Ironically, the closing of the window at 6pm on Tuesday has made zero difference, with various section of the media (including the Chronicle) instantly claiming that Newcastle and/or other clubs will be signing him in a ‘cut-price’ deal in January.
The Charlie Austin press coverage was farcical throughout the window, with particular highlights being the embarrassing claims by the Daily Mirror that a move to Newcastle was already a ‘done deal’.
Whilst on at least three separate occasions and with three different clubs, bookies generated loads of free publicity by announcing that they had stopped taking bets on the QPR striker joining a particular club, supposedly because of the amount of money wagered.
Throughout the fiasco I don’t think Charlie Austin has done that much wrong, certainly not in public, unlike that other English goalscorer, Saido Berahino.
As the transfer window has crawled to its eventual conclusion, there has been an increasing perception that QPR are going to be the biggest losers in all of this, because they are perceived to have priced the player too high and lost out on selling him.
I have to say that I’m not too sure that QPR have lost out and I have a feeling that the club’s owners might think that as well.
It was widely reported that they wouldn’t sell Charlie Austin unless somebody paid at least £15m.
If Rangers had sold him them I think it is fair to assume they would have had to buy a replacement and arguably spent at least £5m on that player, with no guarantee of goals coming from the new striker.
Instead, QPR have kept hold of the striker who scored more Premier League goals than anybody else, with the exception of Aguero, Kane and Costa – plus his goals were for a side who finished rock bottom.
On top of this, in the previous three seasons Austin scored 59 goals in the Championship despite starting only 98 matches.
So they have kept a goalscorer with pedigree, plus the player himself doesn’t seem too upset about the idea and has just got on with things, unlike…Berahino.
In fact Charlie Austin has, seemingly unnoticed, just banged in another four goals in five Championship matches for QPR, helping them to sit in joint second (in terms of number of points) in the Championship.
So what is the worst that can happen for QPR?
Leaving aside possible injury (which is the same for all players), the worst I can see happening is that Rangers have Charlie Austin available to bang in goals until January, when they will have another decision to make as to whether they will look to try and sell him.

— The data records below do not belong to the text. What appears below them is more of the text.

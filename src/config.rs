//! Analysis configuration.
//!
//! Read from `codeatlas.yaml` (or `.codeatlas.yaml`) in the working
//! directory, or from an explicit `--config` path. Every field has a
//! default, so an empty file is a valid configuration.

use std::fs;
use std::path::{Path, PathBuf};

use globset::{Glob, GlobSet, GlobSetBuilder};
use serde::{Deserialize, Serialize};

use crate::error::{AnalysisError, Result};

/// File names searched for when no `--config` is given.
pub const CONFIG_FILE_NAMES: &[&str] = &["codeatlas.yaml", ".codeatlas.yaml"];

/// Top-level configuration.
#[derive(Debug, Clone, PartialEq, Deserialize, Serialize)]
pub struct Config {
    /// Worker threads for the per-file stage. Defaults to available parallelism.
    #[serde(default)]
    pub jobs: Option<usize>,
    /// Call names that make a function impure.
    #[serde(default = "default_impure_calls")]
    pub impure_calls: Vec<String>,
    /// Glob patterns for paths to exclude (e.g. "**/generated/**").
    #[serde(default)]
    pub excluded_paths: Vec<String>,
    #[serde(default)]
    pub smells: SmellThresholds,
}

/// Code-smell thresholds. A measurement strictly above the limit is a smell.
#[derive(Debug, Clone, Copy, PartialEq, Eq, Deserialize, Serialize)]
#[serde(default)]
pub struct SmellThresholds {
    /// Maximum lines per function (default: 50)
    pub max_function_length: usize,
    /// Maximum lines per class (default: 200)
    pub max_class_length: usize,
    /// Maximum parameters, not counting `self`/`this` (default: 5)
    pub max_parameters: usize,
    /// Maximum nesting of conditionals and loops (default: 3)
    pub max_nesting_depth: usize,
}

impl Default for SmellThresholds {
    fn default() -> Self {
        Self {
            max_function_length: 50,
            max_class_length: 200,
            max_parameters: 5,
            max_nesting_depth: 3,
        }
    }
}

fn default_impure_calls() -> Vec<String> {
    ["print", "open", "write", "input"]
        .iter()
        .map(|s| s.to_string())
        .collect()
}

impl Default for Config {
    fn default() -> Self {
        Self {
            jobs: None,
            impure_calls: default_impure_calls(),
            excluded_paths: Vec::new(),
            smells: SmellThresholds::default(),
        }
    }
}

impl Config {
    /// Parse a configuration from YAML text.
    pub fn parse(content: &str) -> Result<Self> {
        if content.trim().is_empty() {
            return Ok(Self::default());
        }
        let config: Config =
            serde_yaml::from_str(content).map_err(|e| AnalysisError::Config(e.to_string()))?;
        if config.jobs == Some(0) {
            return Err(AnalysisError::Config("jobs must be at least 1".to_string()));
        }
        Ok(config)
    }

    /// Parse a configuration from a YAML file.
    pub fn parse_file<P: AsRef<Path>>(path: P) -> Result<Self> {
        let content = fs::read_to_string(path.as_ref())?;
        Self::parse(&content)
    }

    /// Find a configuration file in `dir`.
    pub fn find_in(dir: &Path) -> Option<PathBuf> {
        CONFIG_FILE_NAMES
            .iter()
            .map(|name| dir.join(name))
            .find(|p| p.is_file())
    }

    /// Load `explicit` if given, else the file found in `dir`, else defaults.
    pub fn load(explicit: Option<&Path>, dir: &Path) -> Result<Self> {
        match explicit {
            Some(path) => Self::parse_file(path),
            None => match Self::find_in(dir) {
                Some(path) => {
                    tracing::debug!("using config {}", path.display());
                    Self::parse_file(path)
                }
                None => Ok(Self::default()),
            },
        }
    }

    /// Worker count: the configured value, else available parallelism.
    pub fn jobs(&self) -> usize {
        self.jobs.unwrap_or_else(|| {
            std::thread::available_parallelism()
                .map(|n| n.get())
                .unwrap_or(1)
        })
    }

    /// Compile `excluded_paths` into a matcher. Invalid patterns are an error.
    pub fn exclusions(&self) -> Result<GlobSet> {
        let mut builder = GlobSetBuilder::new();
        for pattern in &self.excluded_paths {
            let glob = Glob::new(pattern)
                .map_err(|e| AnalysisError::Config(format!("excluded path {:?}: {}", pattern, e)))?;
            builder.add(glob);
        }
        builder
            .build()
            .map_err(|e| AnalysisError::Config(e.to_string()))
    }

    /// The commented default configuration written by `codeatlas init`.
    pub fn template() -> &'static str {
        DEFAULT_TEMPLATE
    }

    /// Write the default template to `path`, refusing to overwrite.
    pub fn write_template(path: &Path) -> Result<()> {
        if path.exists() {
            return Err(AnalysisError::Config(format!(
                "{} already exists",
                path.display()
            )));
        }
        fs::write(path, DEFAULT_TEMPLATE)?;
        Ok(())
    }
}

const DEFAULT_TEMPLATE: &str = r#"# codeatlas configuration

# Worker threads for per-file analysis (default: available parallelism)
# jobs: 4

# Calls that make a Python function impure
impure_calls:
  - print
  - open
  - write
  - input

# Glob patterns for paths to skip
excluded_paths: []
#  - "**/generated/**"

# Code-smell thresholds
smells:
  max_function_length: 50
  max_class_length: 200
  max_parameters: 5
  max_nesting_depth: 3
"#;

If they are looking favourites for promotion at that point, or even an outside bet, why would they sell the forward?
Just so long as QPR’s owners can carry the risk of him potentially leaving for nothing next summer, then there is every reason for them to take that gamble.
With reports that Premier League clubs are likely to receive an extra £40m each via the new TV deals as from next (2016/17) season, if promoted QPR would be guaranteed some £105m (they received £65m this summer) just from TV next season, as compared to the £19.3m they’d get as a parachute payment that particular year.

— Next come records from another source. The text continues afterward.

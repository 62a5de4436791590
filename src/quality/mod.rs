//! Quality metrics: complexity, call graph, design patterns and code smells.
//!
//! Everything except the call graph is computed per file. The call graph
//! needs every file's call sites first, so [`QualityAnalyzer::analyze_file`]
//! returns them for the engine to collect before [`CallGraph::build`].

pub mod callgraph;
pub mod complexity;
pub mod patterns;
pub mod smells;

pub use callgraph::{collect_call_names, CallGraph, CallSites};
pub use complexity::{python_complexity, scanned_complexity};
pub use patterns::detect_patterns;
pub use smells::detect_smells;

use crate::config::SmellThresholds;
use crate::extract::ParsedFile;
use crate::model::FileRecord;

/// What a file offers for structural analysis.
pub enum Syntax<'a> {
    /// A syntax tree.
    Tree(&'a ParsedFile),
    /// The comment- and literal-blanked code view of a scanned file.
    Code(&'a [String]),
    /// Nothing to analyze.
    None,
}

/// Per-file quality analysis.
pub struct QualityAnalyzer {
    limits: SmellThresholds,
}

impl QualityAnalyzer {
    pub fn new(limits: SmellThresholds) -> Self {
        Self { limits }
    }

    /// Fill complexity, patterns and smells on `record` and return its call
    /// sites. `lines` is the raw source split into lines.
    pub fn analyze_file(&self, record: &mut FileRecord, syntax: &Syntax, lines: &[String]) -> CallSites {
        match syntax {
            Syntax::Tree(parsed) => {
                for function in record.all_functions_mut() {
                    let Some(node) = parsed.function_at(&function.location) else {
                        continue;
                    };
                    match python_complexity(parsed, node) {
                        Ok(score) => function.complexity = Some(score),
                        Err(e) => tracing::debug!(
                            "complexity query failed for {}: {}",
                            function.qualified_name(),
                            e
                        ),
                    }
                }
            }
            Syntax::Code(code) => {
                for function in record.all_functions_mut() {
                    function.complexity = Some(scanned_complexity(code, &function.location));
                }
            }
            Syntax::None => return CallSites::default(),
        }

        record.patterns = detect_patterns(record, lines);
        record.smells = detect_smells(record, syntax, &self.limits);

        match syntax {
            Syntax::Tree(parsed) => collect_call_names(Some(parsed), &[]),
            Syntax::Code(code) => {
                let mut sites = collect_call_names(None, code);
                sites.remove_declarations(record);
                sites
            }
            Syntax::None => CallSites::default(),
        }
    }
}

#[cfg(test)]
mod tests {
    use super::*;
    use crate::extract::scan::code_view;
    use crate::extract::{CSharpExtractor, LanguageExtractor, PythonExtractor};
    use crate::model::{DesignPattern, SmellKind};

    #[test]
    fn test_python_file() {
        let source = r#"class Settings:
    _instance = None

    def load(self, path):
        if path:
            return read(path)
        return None


def read(path):
    return path
"#;
        let extractor = PythonExtractor::new();
        let parsed = extractor.parse("settings.py", source).unwrap();
        let out = extractor.extract_parsed(&parsed);
        let mut record = FileRecord::new("settings.py", "python");
        record.functions = out.functions;
        record.classes = out.classes;

        let lines: Vec<String> = source.lines().map(String::from).collect();
        let sites = QualityAnalyzer::new(SmellThresholds::default()).analyze_file(
            &mut record,
            &Syntax::Tree(&parsed),
            &lines,
        );

        assert_eq!(record.classes[0].methods[0].complexity, Some(2));
        assert_eq!(record.functions[0].complexity, Some(1));
        // `_instance` without a private constructor
        assert!(record.patterns.is_empty());
        assert!(record.smells.is_empty());
        assert!(sites.names().contains("read"));
    }

    #[test]
    fn test_scanned_file() {
        let source = r#"public class NotificationCenter
{
    private List<IObserver> _observers = new();

    public void Notify(string evt, int a, int b, int c, int d, int e)
    {
        foreach (var o in _observers) { if (o != null && evt != null) o.Update(evt); }
    }
}
"#;
        let lines: Vec<String> = source.lines().map(String::from).collect();
        let code = code_view(&lines, false);
        let out = CSharpExtractor.extract("Center.cs", source);
        let mut record = FileRecord::new("Center.cs", "csharp");
        record.classes = out.classes;

        let sites = QualityAnalyzer::new(SmellThresholds::default()).analyze_file(
            &mut record,
            &Syntax::Code(&code),
            &lines,
        );

        let notify = record.classes[0].method("Notify").unwrap();
        assert_eq!(notify.complexity, Some(4));
        assert_eq!(record.patterns, vec![DesignPattern::Observer]);
        assert_eq!(record.smells.len(), 1);
        assert_eq!(record.smells[0].kind, SmellKind::TooManyParameters);
        assert_eq!(record.smells[0].line, 5);
        assert!(sites.names().contains("Update"));
    }

    #[test]
    fn test_no_syntax() {
        let mut record = FileRecord::new("README", "unknown");
        let sites = QualityAnalyzer::new(SmellThresholds::default()).analyze_file(
            &mut record,
            &Syntax::None,
            &[],
        );
        assert!(sites.is_empty());
        assert!(record.patterns.is_empty());
    }
}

This one season benefit would of course be dwarfed if Rangers managed to find the right formula to stick around in the Premier League, if promoted this campaign.
QPR also appeared to stick to their valuation of Matt Phillips, another star player who has ended up staying at Rangers, along with Charlie Austin he has started well and already scored twice.
So when the media are talking about cut-price deals in January, as though the most likely conclusion is that by then QPR will be ready to take the first offer that comes along, I think they are well wide of the mark.
I think that the Rangers’ owners may well have seen this as by far the best possible scenario, keeping two of their best players and giving QPR the best chance of bouncing back.